Die Wiederaufforstung sah der Forstdirektor als große Chance für einen Waldumbau hin zu widerstandsfähigeren Mischwäldern, wie von der Staatsregierung vorgesehen. Die Mitarbeiter des Forstamtes stünden den Waldbauern hier beratend zur Seite, allerdings liege die Entscheidung bei den Waldbesitzern.
Für die Soforthilfe nach dem Sturm hatte die Bayerische Staatsregierung ein Gesamtpaket von 100 Millionen Euro geschnürt. Die Landräte der hauptbetroffenen Landkreise Passau (Franz Meyer) und Freyung-Grafenau (Sebastian Gruber) hatten dazu im Vorfeld an der entscheidenden Kabinettssitzung teilgenommen und die Situation geschildert.

Die Antragsfrist für den Räumungskostenzuschuss von bis zu 6000 Euro pro Hektar lief bis 15. November 2017. Im Landkreis Passau hatten 3300 Waldbesitzer entsprechende Anträge eingereicht. Bis 15. Dezember wurden rund 30 Millionen Euro ausgezahlt. Diese außerordentlich schnelle Bearbeitungszeit durch das Forstamt war in erster Linie durch eine Luftbild-gestützte Bewertung der Schadensflächen möglich.

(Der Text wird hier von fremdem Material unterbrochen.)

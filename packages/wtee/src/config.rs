use anyhow::{Context, Result, bail};
use clap::Parser;
use serde::{Deserialize, Serialize};
use std::fmt;
use std::path::{Path, PathBuf};
use std::str::FromStr;

use crate::actor::{BridgeConfig, DEFAULT_OUTBOX_CAPACITY, DEFAULT_READ_BUFFER};
use crate::encoding::InputEncoding;

// =============================================================================
// Command line
// =============================================================================

#[derive(Parser, Debug, Clone, Default)]
#[command(name = "wtee", version)]
#[command(about = "A webview for piped data")]
#[command(after_help = "Example command-line usage:\n  tail -f /var/log/debug | wtee -b localhost:8080 | nl")]
pub struct Args {
    /// Listen on the specified address and port (default: localhost:8080)
    #[arg(short = 'b', long, value_name = "addr:port")]
    pub bind: Option<String>,

    /// Webapp root path
    #[arg(short = 'r', long, value_name = "path")]
    pub relative_root: Option<String>,

    /// Encoding of the piped input (default: utf-8)
    #[arg(long, value_enum, value_name = "enc")]
    pub input_encoding: Option<InputEncoding>,

    /// Encoding for output (accepted for compatibility, output is passed through unchanged)
    #[arg(long, value_name = "enc")]
    pub output_encoding: Option<String>,

    /// Start the page with line wrapping turned off
    #[arg(long)]
    pub no_wrap_lines: bool,

    /// Show debug messages
    #[arg(short, long)]
    pub debug: bool,

    /// Read settings from a TOML file
    #[arg(short, long, value_name = "path")]
    pub config: Option<PathBuf>,
}

// =============================================================================
// Layered config (figment: defaults / config file / WTEE_* env / flags)
// =============================================================================
//
//   config.toml:     [server]
//                    bind = "*:8080"
//
//   env var:         WTEE_SERVER__BIND='*:8080'   (double underscore = nesting)

#[derive(Clone, Debug, Default, Serialize, Deserialize)]
pub struct FileConfig {
    #[serde(default)]
    pub server: ServerFileConfig,
    #[serde(default)]
    pub input: InputFileConfig,
    #[serde(default)]
    pub ui: UiFileConfig,
    #[serde(default)]
    pub websocket: WebsocketFileConfig,
}

/// Lives under `[server]`.
#[derive(Clone, Debug, Serialize, Deserialize)]
pub struct ServerFileConfig {
    #[serde(default = "default_bind")]
    pub bind: String,
    #[serde(default)]
    pub relative_root: String,
}

impl Default for ServerFileConfig {
    fn default() -> Self {
        Self {
            bind: default_bind(),
            relative_root: String::new(),
        }
    }
}

/// Lives under `[input]`.
#[derive(Clone, Debug, Serialize, Deserialize)]
pub struct InputFileConfig {
    #[serde(default)]
    pub encoding: InputEncoding,
    #[serde(default = "default_read_buffer")]
    pub read_buffer: usize,
}

impl Default for InputFileConfig {
    fn default() -> Self {
        Self {
            encoding: InputEncoding::default(),
            read_buffer: default_read_buffer(),
        }
    }
}

/// Lives under `[ui]`.
#[derive(Clone, Debug, Serialize, Deserialize)]
pub struct UiFileConfig {
    #[serde(default = "default_wrap_lines")]
    pub wrap_lines: bool,
    /// Lines the page keeps before dropping the oldest
    #[serde(default = "default_history_lines")]
    pub history_lines: usize,
}

impl Default for UiFileConfig {
    fn default() -> Self {
        Self {
            wrap_lines: default_wrap_lines(),
            history_lines: default_history_lines(),
        }
    }
}

/// Lives under `[websocket]`.
#[derive(Clone, Debug, Serialize, Deserialize)]
pub struct WebsocketFileConfig {
    /// Batches queued per client before new ones are dropped
    #[serde(default = "default_outbox_capacity")]
    pub outbox_capacity: usize,
}

impl Default for WebsocketFileConfig {
    fn default() -> Self {
        Self {
            outbox_capacity: default_outbox_capacity(),
        }
    }
}

fn default_bind() -> String {
    "localhost:8080".to_string()
}

fn default_read_buffer() -> usize {
    DEFAULT_READ_BUFFER
}

fn default_wrap_lines() -> bool {
    true
}

fn default_history_lines() -> usize {
    2000
}

fn default_outbox_capacity() -> usize {
    DEFAULT_OUTBOX_CAPACITY
}

/// Build a figment that layers: defaults → config file → WTEE_* env vars → flags.
///
/// Only flags given on the command line are merged, so an unset flag never
/// masks a value from the file or the environment.
pub fn load_config(config_file: Option<&Path>, args: &Args) -> figment::Figment {
    use figment::{
        Figment,
        providers::{Env, Format, Serialized, Toml},
    };

    let mut figment = Figment::from(Serialized::defaults(FileConfig::default()));
    if let Some(path) = config_file {
        figment = figment.merge(Toml::file(path));
    }
    figment = figment.merge(Env::prefixed("WTEE_").split("__"));

    if let Some(bind) = &args.bind {
        figment = figment.merge(Serialized::default("server.bind", bind));
    }
    if let Some(root) = &args.relative_root {
        figment = figment.merge(Serialized::default("server.relative_root", root));
    }
    if let Some(encoding) = args.input_encoding {
        figment = figment.merge(Serialized::default("input.encoding", encoding));
    }
    if args.no_wrap_lines {
        figment = figment.merge(Serialized::default("ui.wrap_lines", false));
    }

    figment
}

// =============================================================================
// Resolved settings
// =============================================================================

/// A `host:port` pair. An empty or `*` host listens on every interface.
#[derive(Clone, Debug, PartialEq, Eq)]
pub struct BindAddr {
    pub host: String,
    pub port: u16,
}

impl FromStr for BindAddr {
    type Err = anyhow::Error;

    fn from_str(s: &str) -> Result<Self> {
        let (host, port) = match s.rsplit_once(':') {
            Some((host, port)) => (host, port),
            None => ("", s),
        };
        let port: u16 = port
            .parse()
            .with_context(|| format!("invalid port in bind address '{}'", s))?;

        let host = host.trim_start_matches('[').trim_end_matches(']');
        let host = match host {
            "" | "*" => "0.0.0.0",
            other => other,
        };

        Ok(Self {
            host: host.to_string(),
            port,
        })
    }
}

impl fmt::Display for BindAddr {
    fn fmt(&self, f: &mut fmt::Formatter<'_>) -> fmt::Result {
        if self.host.contains(':') {
            write!(f, "[{}]:{}", self.host, self.port)
        } else {
            write!(f, "{}:{}", self.host, self.port)
        }
    }
}

/// Turn a user supplied root into `/` or `/segment/.../`.
pub fn normalize_root(root: &str) -> String {
    let trimmed = root.trim_matches('/');
    if trimmed.is_empty() {
        "/".to_string()
    } else {
        format!("/{}/", trimmed)
    }
}

#[derive(Clone, Debug)]
pub struct Settings {
    pub bind: BindAddr,
    /// Always starts and ends with `/`
    pub relative_root: String,
    pub encoding: InputEncoding,
    pub read_buffer: usize,
    pub wrap_lines: bool,
    pub history_lines: usize,
    pub outbox_capacity: usize,
}

impl Settings {
    pub fn resolve(args: &Args) -> Result<Self> {
        if let Some(path) = &args.config {
            if !path.exists() {
                bail!("config file not found: {}", path.display());
            }
        }

        let fc: FileConfig = load_config(args.config.as_deref(), args)
            .extract()
            .context("Failed to load configuration")?;

        Self::from_file(&fc)
    }

    pub fn from_file(fc: &FileConfig) -> Result<Self> {
        Ok(Self {
            bind: fc.server.bind.parse()?,
            relative_root: normalize_root(&fc.server.relative_root),
            encoding: fc.input.encoding,
            read_buffer: fc.input.read_buffer.max(1),
            wrap_lines: fc.ui.wrap_lines,
            history_lines: fc.ui.history_lines,
            outbox_capacity: fc.websocket.outbox_capacity.max(1),
        })
    }

    pub fn bridge_config(&self) -> BridgeConfig {
        BridgeConfig {
            encoding: self.encoding,
            read_buffer: self.read_buffer,
            outbox_capacity: self.outbox_capacity,
        }
    }
}

impl Default for Settings {
    fn default() -> Self {
        Self {
            bind: BindAddr {
                host: "localhost".to_string(),
                port: 8080,
            },
            relative_root: "/".to_string(),
            encoding: InputEncoding::default(),
            read_buffer: DEFAULT_READ_BUFFER,
            wrap_lines: true,
            history_lines: default_history_lines(),
            outbox_capacity: DEFAULT_OUTBOX_CAPACITY,
        }
    }
}
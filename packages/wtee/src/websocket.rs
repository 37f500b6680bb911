use axum::extract::ws::{Message, WebSocket};
use futures_util::{SinkExt, StreamExt};
use tracing::{debug, info, warn};

use crate::handle::BridgeHandle;

/// Serve one websocket client: every broadcast batch becomes one text frame.
/// Anything the client sends is ignored apart from close.
pub async fn handle_websocket(socket: WebSocket, bridge: BridgeHandle) {
    let (mut sender, mut receiver) = socket.split();

    let mut conn = match bridge.connect().await {
        Ok(conn) => conn,
        Err(e) => {
            warn!("Failed to register websocket client: {}", e);
            let _ = sender.send(Message::Close(None)).await;
            return;
        }
    };
    let client = conn.client;
    info!(%client, "WebSocket client attached");

    loop {
        tokio::select! {
            payload = conn.inbox.recv() => {
                let Some(payload) = payload else {
                    debug!(%client, "bridge closed client outbox");
                    break;
                };
                if sender.send(Message::Text(payload.as_str().into())).await.is_err() {
                    debug!(%client, "send failed, dropping connection");
                    break;
                }
            }
            msg = receiver.next() => {
                match msg {
                    Some(Ok(Message::Close(_))) | None => {
                        info!(%client, "WebSocket connection closed");
                        break;
                    }
                    Some(Ok(Message::Text(_))) | Some(Ok(Message::Binary(_))) => {
                        debug!(%client, "ignoring message from client");
                    }
                    Some(Ok(_)) => {}
                    Some(Err(e)) => {
                        debug!(%client, "WebSocket error: {}", e);
                        break;
                    }
                }
            }
        }
    }

    if let Err(e) = bridge.disconnect(client).await {
        debug!(%client, "bridge gone before disconnect: {}", e);
    }
}
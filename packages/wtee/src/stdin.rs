//! Non-blocking standard input driven by the tokio reactor.

use nix::fcntl::{FcntlArg, OFlag, fcntl};
use std::future::Future;
use std::io;
use std::os::fd::{AsRawFd, RawFd};
use std::time::Duration;
use tokio::io::Interest;
use tokio::io::unix::AsyncFd;
use tracing::{debug, warn};

use crate::input::InputSource;

/// Puts a descriptor in non-blocking mode and restores its original flags
/// on drop.
///
/// The flags live on the open file description, which stdin may share with
/// other processes in the pipeline, so the change must not outlive us.
#[derive(Debug)]
pub struct NonBlockingGuard {
    fd: RawFd,
    original: OFlag,
}

impl NonBlockingGuard {
    pub fn acquire(fd: RawFd) -> io::Result<Self> {
        let bits = fcntl(fd, FcntlArg::F_GETFL).map_err(io::Error::from)?;
        let original = OFlag::from_bits_truncate(bits);
        fcntl(fd, FcntlArg::F_SETFL(original | OFlag::O_NONBLOCK)).map_err(io::Error::from)?;
        debug!(fd, "switched descriptor to non-blocking mode");
        Ok(Self { fd, original })
    }
}

impl Drop for NonBlockingGuard {
    fn drop(&mut self) {
        match fcntl(self.fd, FcntlArg::F_SETFL(self.original)) {
            Ok(_) => debug!(fd = self.fd, "restored descriptor flags"),
            Err(e) => warn!(fd = self.fd, "failed to restore descriptor flags: {}", e),
        }
    }
}

#[derive(Debug)]
struct Fd(RawFd);

impl AsRawFd for Fd {
    fn as_raw_fd(&self) -> RawFd {
        self.0
    }
}

fn read_fd(fd: RawFd, buf: &mut [u8]) -> io::Result<usize> {
    nix::unistd::read(fd, buf).map_err(io::Error::from)
}

/// Standard input as an [`InputSource`].
///
/// Subscribing registers the descriptor with the reactor; unsubscribing
/// deregisters it. Regular files cannot be registered with epoll, so those
/// are read directly since their reads never block.
#[derive(Debug)]
pub struct StdinSource {
    fd: RawFd,
    registration: Option<AsyncFd<Fd>>,
    direct: bool,
    _guard: NonBlockingGuard,
}

impl StdinSource {
    pub fn new() -> io::Result<Self> {
        Self::from_fd(io::stdin().as_raw_fd())
    }

    /// Read from an arbitrary descriptor, which must stay open for the
    /// lifetime of the source.
    pub fn from_fd(fd: RawFd) -> io::Result<Self> {
        let guard = NonBlockingGuard::acquire(fd)?;
        Ok(Self {
            fd,
            registration: None,
            direct: false,
            _guard: guard,
        })
    }
}

impl InputSource for StdinSource {
    fn subscribe(&mut self) -> io::Result<()> {
        match AsyncFd::with_interest(Fd(self.fd), Interest::READABLE) {
            Ok(registration) => {
                self.registration = Some(registration);
            }
            Err(e) if e.raw_os_error() == Some(nix::libc::EPERM) => {
                debug!("stdin does not support polling, reading it directly");
                self.direct = true;
            }
            Err(e) => return Err(e),
        }
        Ok(())
    }

    fn unsubscribe(&mut self) {
        self.registration = None;
        self.direct = false;
    }

    fn is_subscribed(&self) -> bool {
        self.registration.is_some() || self.direct
    }

    fn read_chunk(&mut self, buf: &mut [u8]) -> impl Future<Output = io::Result<usize>> + Send {
        async move {
            if let Some(registration) = &self.registration {
                loop {
                    let mut ready = registration.readable().await?;
                    match ready.try_io(|inner| read_fd(inner.get_ref().0, buf)) {
                        Ok(Err(e)) if e.kind() == io::ErrorKind::Interrupted => continue,
                        Ok(result) => return result,
                        Err(_would_block) => continue,
                    }
                }
            }

            if self.direct {
                loop {
                    tokio::task::yield_now().await;
                    match read_fd(self.fd, buf) {
                        Err(e) if e.kind() == io::ErrorKind::Interrupted => continue,
                        Err(e) if e.kind() == io::ErrorKind::WouldBlock => {
                            tokio::time::sleep(Duration::from_millis(10)).await;
                        }
                        result => return result,
                    }
                }
            }

            std::future::pending().await
        }
    }
}

#[cfg(test)]
mod tests {
    use super::*;
    use std::fs::File;
    use std::io::{Seek, SeekFrom, Write};
    use std::os::fd::AsRawFd;
    use tokio::time::timeout;

    const QUIET: Duration = Duration::from_millis(50);
    const PATIENCE: Duration = Duration::from_secs(2);

    fn flags(fd: RawFd) -> OFlag {
        OFlag::from_bits_truncate(fcntl(fd, FcntlArg::F_GETFL).unwrap())
    }

    #[test]
    fn guard_restores_blocking_mode() {
        let (read_end, _write_end) = nix::unistd::pipe().unwrap();
        let fd = read_end.as_raw_fd();
        assert!(!flags(fd).contains(OFlag::O_NONBLOCK));

        let guard = NonBlockingGuard::acquire(fd).unwrap();
        assert!(flags(fd).contains(OFlag::O_NONBLOCK));

        drop(guard);
        assert!(!flags(fd).contains(OFlag::O_NONBLOCK));
    }

    #[test]
    fn empty_pipe_would_block() {
        let (read_end, _write_end) = nix::unistd::pipe().unwrap();
        let fd = read_end.as_raw_fd();
        let _guard = NonBlockingGuard::acquire(fd).unwrap();

        let mut buf = [0u8; 8];
        let err = read_fd(fd, &mut buf).unwrap_err();
        assert_eq!(err.kind(), io::ErrorKind::WouldBlock);
    }

    #[test]
    fn closed_pipe_reads_end_of_input() {
        let (read_end, write_end) = nix::unistd::pipe().unwrap();
        drop(write_end);

        let mut buf = [0u8; 8];
        assert_eq!(read_fd(read_end.as_raw_fd(), &mut buf).unwrap(), 0);
    }

    #[tokio::test]
    async fn pipe_waits_then_reads_then_ends() {
        let (read_end, write_end) = nix::unistd::pipe().unwrap();
        let mut source = StdinSource::from_fd(read_end.as_raw_fd()).unwrap();
        source.subscribe().unwrap();
        assert!(source.is_subscribed());
        let mut buf = [0u8; 16];

        assert!(timeout(QUIET, source.read_chunk(&mut buf)).await.is_err());

        let mut writer = File::from(write_end);
        writer.write_all(b"a\n").unwrap();
        let n = timeout(PATIENCE, source.read_chunk(&mut buf))
            .await
            .unwrap()
            .unwrap();
        assert_eq!(&buf[..n], b"a\n");

        // Drained again, so readiness was cleared.
        assert!(timeout(QUIET, source.read_chunk(&mut buf)).await.is_err());

        drop(writer);
        let n = timeout(PATIENCE, source.read_chunk(&mut buf))
            .await
            .unwrap()
            .unwrap();
        assert_eq!(n, 0);
    }

    #[tokio::test]
    async fn resubscribe_after_unsubscribe() {
        let (read_end, write_end) = nix::unistd::pipe().unwrap();
        let mut writer = File::from(write_end);
        let mut source = StdinSource::from_fd(read_end.as_raw_fd()).unwrap();
        let mut buf = [0u8; 16];

        source.subscribe().unwrap();
        source.unsubscribe();
        assert!(!source.is_subscribed());

        writer.write_all(b"b\n").unwrap();
        assert!(timeout(QUIET, source.read_chunk(&mut buf)).await.is_err());

        source.subscribe().unwrap();
        let n = timeout(PATIENCE, source.read_chunk(&mut buf))
            .await
            .unwrap()
            .unwrap();
        assert_eq!(&buf[..n], b"b\n");
    }

    #[tokio::test]
    async fn source_restores_flags_on_drop() {
        let (read_end, _write_end) = nix::unistd::pipe().unwrap();
        let fd = read_end.as_raw_fd();

        let mut source = StdinSource::from_fd(fd).unwrap();
        source.subscribe().unwrap();
        assert!(flags(fd).contains(OFlag::O_NONBLOCK));

        drop(source);
        assert!(!flags(fd).contains(OFlag::O_NONBLOCK));
    }

    #[tokio::test]
    async fn regular_file_is_read_directly() {
        let mut file = tempfile::tempfile().unwrap();
        file.write_all(b"from a file\n").unwrap();
        file.seek(SeekFrom::Start(0)).unwrap();

        let mut source = StdinSource::from_fd(file.as_raw_fd()).unwrap();
        source.subscribe().unwrap();
        assert!(source.is_subscribed());
        assert!(source.direct);
        assert!(source.registration.is_none());

        let mut buf = [0u8; 64];
        let n = timeout(PATIENCE, source.read_chunk(&mut buf))
            .await
            .unwrap()
            .unwrap();
        assert_eq!(&buf[..n], b"from a file\n");

        let n = timeout(PATIENCE, source.read_chunk(&mut buf))
            .await
            .unwrap()
            .unwrap();
        assert_eq!(n, 0);
    }
}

Nach Einschätzung von Landrat Franz Meyer habe sich in diesem dritten Katastrophenfall innerhalb von nur vier Jahren die Vernetzung der verschiedensten Institutionen und Einrichtung erneut bewährt. So hätten in der Sturm-Nacht auf den 18. September“ mit Ausrufung des Katastrophenfalls sofort die entsprechenden Sofortmaßnahmen gegriffen („ein enormer Einsatz unserer Hilfs- und Rettungskräfte“) und gleich im Anschluss hätten sich Forstamt und Waldbauern sofort entsprechend abgestimmt. Dass bereits unmittelbar nach Sturm Forstminister Helmut Brunner vor Ort war und wenige Tage später auch Ministerpräsident Horst Seehofer zeige, wie sehr der Ernst der Lage auch in der Öffentlichkeit vermittelt werden konnte. Die in diesem Zusammenhang vom Ministerpräsidenten zugesagten Hilfsmaßnahmen seien alle so auch umgesetzt worden – „die Politik hat Wort gehalten“, so Meyer.

Diesen Umstand würdigten auch die Vertreter der Walbauern und der Kreisobmann des Bayerischen Bauernverbandes Hans Koller. Er verwies aber auf den Umstand, dass mit den Räumungszuschüssen die Waldbauern zwar Hilfe für die Kosten der Schadholzbeseitigung erhalten hätten, der Wert der Wälder selbst aber für 80 bis 100 Jahre vernichtet sei. Zwei oder drei Generationen könnten damit keine Rendite mehr aus der Waldbewirtschaftung beziehen, ein wirtschaftlicher Pfeiler vieler Landwirte sei damit zerstört.